This is human Leptin.
Spin leptin around and get an overview.

This first glance does not tell you much so let's change its appearance Alpha helices are the red spirals and the white portion lacks secondary structure.


Is this protein composed of a single polypeptide? You know that it is encoded by a single gene. What must have happened to leptin since it was first translated?

How can this one helix stay attached to the others? If you knew that there were two cysteines (yellow) in leptin, would that explain its tertiary structure?

Since the disulfide bond did not link the lone alpha helix to the rest of the protein, there must be some other force keeping them together.

Let's look at the hydrophobic amino acid side chains (dark green) between the lone alpha helix and the rest of the protein.

It appears that these two portions are held together by hydrophobic interactions.
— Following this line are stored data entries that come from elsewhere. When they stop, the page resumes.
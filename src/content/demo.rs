//! Canned portfolio content for running without a backend.

use indoc::indoc;

use super::{
    BehavioralSkill, Education, Experience, ExperienceTask, Interest, Language, Profile, Repo,
    TechnicalSkill, TechnicalSkillGroup, parse_readme,
};

pub fn profile() -> Profile {
    Profile {
        id: 1,
        first_name: "Alex".into(),
        last_name: "Moreau".into(),
        email: Some("alex@moreau.dev".into()),
        website: Some("https://moreau.dev".into()),
        location: Some("Rennes, FR".into()),
        headline: Some("Apprentice developer".into()),
        seeking: Some("Apprenticeship, backend or data".into()),
        bio: Some(
            "Developer in training, fond of small tools that do one thing \
             well. This desktop is one of them."
                .into(),
        ),
        values: Some("Curiosity, consistency, shipping.".into()),
    }
}

pub fn education() -> Vec<Education> {
    vec![
        Education {
            id: 1,
            institution: "IUT de Rennes".into(),
            institution_note: Some("Computer science department".into()),
            city: Some("Rennes".into()),
            degree: "BUT Informatique".into(),
            start: "2023".into(),
            end: None,
            description: Some("Programming, databases, systems.".into()),
            technologies: Some("Rust, SQL, Linux".into()),
            courses: Some("Algorithms, networks, project work".into()),
            order: 1,
        },
        Education {
            id: 2,
            institution: "Lycée Descartes".into(),
            institution_note: None,
            city: Some("Rennes".into()),
            degree: "Baccalauréat général".into(),
            start: "2020".into(),
            end: Some("2023".into()),
            description: None,
            technologies: None,
            courses: Some("Maths, NSI".into()),
            order: 2,
        },
    ]
}

pub fn experience() -> Vec<Experience> {
    vec![Experience {
        id: 1,
        company: "Atelier Logiciel".into(),
        city: Some("Rennes".into()),
        role: "Intern developer".into(),
        start: "2024-06".into(),
        end: Some("2024-08".into()),
        summary: Some("Internal tooling for a small software shop.".into()),
        order: 1,
        tasks: vec![
            ExperienceTask {
                id: 1,
                description: "Built a reporting CLI".into(),
                order: 1,
            },
            ExperienceTask {
                id: 2,
                description: "Migrated build scripts".into(),
                order: 2,
            },
        ],
    }]
}

pub fn technical_skills() -> Vec<TechnicalSkillGroup> {
    vec![
        TechnicalSkillGroup {
            id: 1,
            category: "Languages".into(),
            order: 1,
            items: vec![
                TechnicalSkill {
                    id: 1,
                    name: "Rust".into(),
                    level: 3,
                    order: 1,
                    definition: Some("Systems programming language.".into()),
                    evidence: Some("This application.".into()),
                    self_review: Some("Comfortable, still learning async.".into()),
                    growth: Some("Contribute to an open-source crate.".into()),
                },
                TechnicalSkill {
                    id: 2,
                    name: "SQL".into(),
                    level: 4,
                    order: 2,
                    definition: Some("Relational querying.".into()),
                    evidence: Some("Portfolio data model.".into()),
                    self_review: None,
                    growth: None,
                },
            ],
        },
        TechnicalSkillGroup {
            id: 2,
            category: "Tooling".into(),
            order: 2,
            items: vec![TechnicalSkill {
                id: 3,
                name: "Git".into(),
                level: 4,
                order: 1,
                definition: None,
                evidence: None,
                self_review: None,
                growth: None,
            }],
        },
    ]
}

pub fn behavioral_skills() -> Vec<BehavioralSkill> {
    vec![
        BehavioralSkill {
            id: 1,
            name: "Autonomy".into(),
            order: 1,
            definition: Some("Working without constant direction.".into()),
            evidence: Some("Solo side projects, including this one.".into()),
            self_review: Some("Good, sometimes too heads-down.".into()),
            growth: Some("Ask for feedback earlier.".into()),
        },
        BehavioralSkill {
            id: 2,
            name: "Planning".into(),
            order: 2,
            definition: Some("Cutting work into steps.".into()),
            evidence: None,
            self_review: None,
            growth: None,
        },
    ]
}

pub fn languages() -> Vec<Language> {
    vec![
        Language {
            id: 1,
            name: "French".into(),
            level: "Native".into(),
            order: 1,
        },
        Language {
            id: 2,
            name: "English".into(),
            level: "B2".into(),
            order: 2,
        },
    ]
}

pub fn interests() -> Vec<Interest> {
    vec![
        Interest {
            id: 1,
            name: "Cycling".into(),
            order: 1,
        },
        Interest {
            id: 2,
            name: "Retro computing".into(),
            order: 2,
        },
    ]
}

pub fn repos() -> Vec<Repo> {
    let readme = indoc! {
        "
        ## Présentation

        Un gestionnaire de budget en ligne de commande.

        ## Objectifs

        Suivre les dépenses sans tableur.

        ## Résultats

        Utilisé tous les mois depuis un an.

        ## Regard critique

        Le format de stockage mériterait une migration.
        "
    };
    vec![
        Repo {
            id: 101,
            name: "Finance-inator".into(),
            description: Some("Budget tracking CLI".into()),
            html_url: "https://example.test/finance-inator".into(),
            topics: vec!["cli".into(), "finance".into()],
            language: Some("Rust".into()),
            stargazers_count: 12,
            homepage: None,
            fork: false,
            readme: Some(parse_readme(readme)),
        },
        Repo {
            id: 102,
            name: "Fitness-inator".into(),
            description: Some("Workout log with charts".into()),
            html_url: "https://example.test/fitness-inator".into(),
            topics: vec![],
            language: Some("TypeScript".into()),
            stargazers_count: 3,
            homepage: None,
            fork: false,
            readme: None,
        },
    ]
}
Let's take a closer look at the amino acids that stick out from the core structure. To simplify the view, we will look at the polypeptide backbone with no side chains first.

Tyrosines (dark blue) with hydrophobic benzene ring and protruding -OH group.

Phenylalanines (dark blue) hydrophobic benzene ring.

Glutamic acids (dark red) with a negative charge.

Aspratic acids (dark red) with a negative charge.

Arginines (light blue) with a positive charge.

Lysines ((light blue) with a positive charge.

Histidines ((light purple) with a positive charge.

Do you think these side chains play a critical role in way leptin binds to its receptor? What type of experimentation could you do to test your prediction?